Par Patrick Kitoko
L’ONG américaine AfghanEvac a vivement critiqué, mardi 21 avril, un projet attribué à l’administration Trump visant à relocaliser 1 100 anciens alliés afghans de l’armée américaine en République Démocratique du Congo. L’organisation y voit une stratégie délibérée destinée à provoquer un refus, afin de justifier ensuite leur renvoi en Afghanistan.
Dans un communiqué, son président, Shawn VanDiver, a dénoncé un mécanisme « cynique ».
“ Ce n’est pas un plan de réinstallation. C’est un plan de refus”, a-t-il déclaré.
Selon lui, proposer à ces familles un transfert vers une zone de conflit active serait une manœuvre calculée.
“ L’objectif est simple : anticiper leur refus, puis s’en servir comme argument public pour les renvoyer en Afghanistan ”, affirme-t-il, rappelant que les talibans ont déjà ciblé des individus liés aux forces américaines.
VanDiver a également contesté les propos du porte-parole du département d’État, Tommy Pigott, qui évoquait des « options de réinstallation responsables et volontaires ». Pour le responsable associatif, ces termes relèvent davantage de la communication que de la réalité.
“Aucun de ces mots ne résiste à l’épreuve des faits ”, insiste-t-il.
AfghanEvac estime que la RDC ne constitue pas une option viable pour ces réfugiés. L’ONG souligne que le pays est confronté à un conflit armé actif impliquant le Rwanda, qu’il accueille déjà plus de 600 000 réfugiés, et que plusieurs camps sur son territoire ont été la cible d’attaques. À cela s’ajoutent l’absence de diaspora afghane, de garanties juridiques solides pour les réfugiés et de confirmation officielle d’un accord d’accueil par les autorités congolaises.

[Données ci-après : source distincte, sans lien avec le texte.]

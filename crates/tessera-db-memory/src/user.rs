//! Users and their linked remote identities.

use async_trait::async_trait;
use dashmap::DashMap;
use dashmap::mapref::entry::Entry;
use tessera_auth::storage::UserStorage;
use tessera_auth::{AuthError, AuthResult, RemoteIdentity, User};

#[derive(Debug, Default)]
pub struct MemoryUserStorage {
    users: DashMap<String, User>,
    /// `(connector_id, remote id)` -> user ID.
    remote: DashMap<(String, String), String>,
    /// Lowercased email -> user ID.
    emails: DashMap<String, String>,
}

impl MemoryUserStorage {
    #[must_use]
    pub fn new() -> Self {
        Self::default()
    }

    /// Replaces a stored user, e.g. to disable it.
    ///
    /// # Errors
    ///
    /// Returns `AuthError::NotFound` for an unknown user.
    pub fn update(&self, user: User) -> AuthResult<()> {
        let mut stored = self
            .users
            .get_mut(&user.id)
            .ok_or_else(|| AuthError::not_found(format!("user {}", user.id)))?;
        if let Some(old) = stored.email.as_deref() {
            self.emails.remove(&old.to_lowercase());
        }
        if let Some(email) = user.email.as_deref() {
            self.emails.insert(email.to_lowercase(), user.id.clone());
        }
        *stored = user;
        Ok(())
    }

    #[must_use]
    pub fn len(&self) -> usize {
        self.users.len()
    }

    #[must_use]
    pub fn is_empty(&self) -> bool {
        self.users.is_empty()
    }
}

#[async_trait]
impl UserStorage for MemoryUserStorage {
    async fn find_by_id(&self, user_id: &str) -> AuthResult<Option<User>> {
        Ok(self.users.get(user_id).map(|u| u.value().clone()))
    }

    async fn find_by_remote_identity(&self, identity: &RemoteIdentity) -> AuthResult<Option<User>> {
        let key = (identity.connector_id.clone(), identity.id.clone());
        let Some(user_id) = self.remote.get(&key).map(|id| id.value().clone()) else {
            return Ok(None);
        };
        self.find_by_id(&user_id).await
    }

    async fn find_by_email(&self, email: &str) -> AuthResult<Option<User>> {
        let Some(user_id) = self
            .emails
            .get(&email.to_lowercase())
            .map(|id| id.value().clone())
        else {
            return Ok(None);
        };
        self.find_by_id(&user_id).await
    }

    async fn add_remote_identity(
        &self,
        user_id: &str,
        identity: &RemoteIdentity,
    ) -> AuthResult<()> {
        if !self.users.contains_key(user_id) {
            return Err(AuthError::not_found(format!("user {user_id}")));
        }
        match self
            .remote
            .entry((identity.connector_id.clone(), identity.id.clone()))
        {
            Entry::Occupied(linked) if linked.get() != user_id => Err(AuthError::storage(format!(
                "remote identity {}/{} is linked to another user",
                identity.connector_id, identity.id
            ))),
            Entry::Occupied(_) => Ok(()),
            Entry::Vacant(slot) => {
                slot.insert(user_id.to_string());
                Ok(())
            }
        }
    }

    async fn create(&self, user: &User) -> AuthResult<()> {
        if let Some(email) = user.email.as_deref() {
            if self.emails.contains_key(&email.to_lowercase()) {
                return Err(AuthError::storage(format!("email {email} is taken")));
            }
        }
        match self.users.entry(user.id.clone()) {
            Entry::Occupied(_) => Err(AuthError::storage(format!("user {} exists", user.id))),
            Entry::Vacant(slot) => {
                if let Some(email) = user.email.as_deref() {
                    self.emails.insert(email.to_lowercase(), user.id.clone());
                }
                slot.insert(user.clone());
                Ok(())
            }
        }
    }
}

“ On ne transfère pas des alliés de guerre, dont les antécédents ont été rigoureusement vérifiés, y compris plus de 400 enfants, vers un pays en pleine instabilité ”, a insisté VanDiver, estimant que cette situation serait non seulement dangereuse, mais intentionnelle.
L’ONG résume sa position par une formule percutante : « On ne résout pas la première crise de réfugiés au monde en la déversant dans la deuxième. »
AfghanEvac rappelle par ailleurs que plus de 190 000 Afghans ayant soutenu l’effort militaire américain ont déjà été légalement réinstallés aux États-Unis, dans le cadre de procédures de vérification strictes. Selon l’organisation, les 1 100 personnes concernées par ce projet ont été soumises aux mêmes contrôles, et nombre d’entre elles ont déjà reçu une approbation.
“ Rien dans la législation américaine n’empêche leur accueil sur le sol américain ”, a souligné VanDiver, appelant les autorités à honorer leurs engagements envers ces anciens alliés.
En conclusion, l’ONG affiche sa détermination à faire échouer ce projet controversé.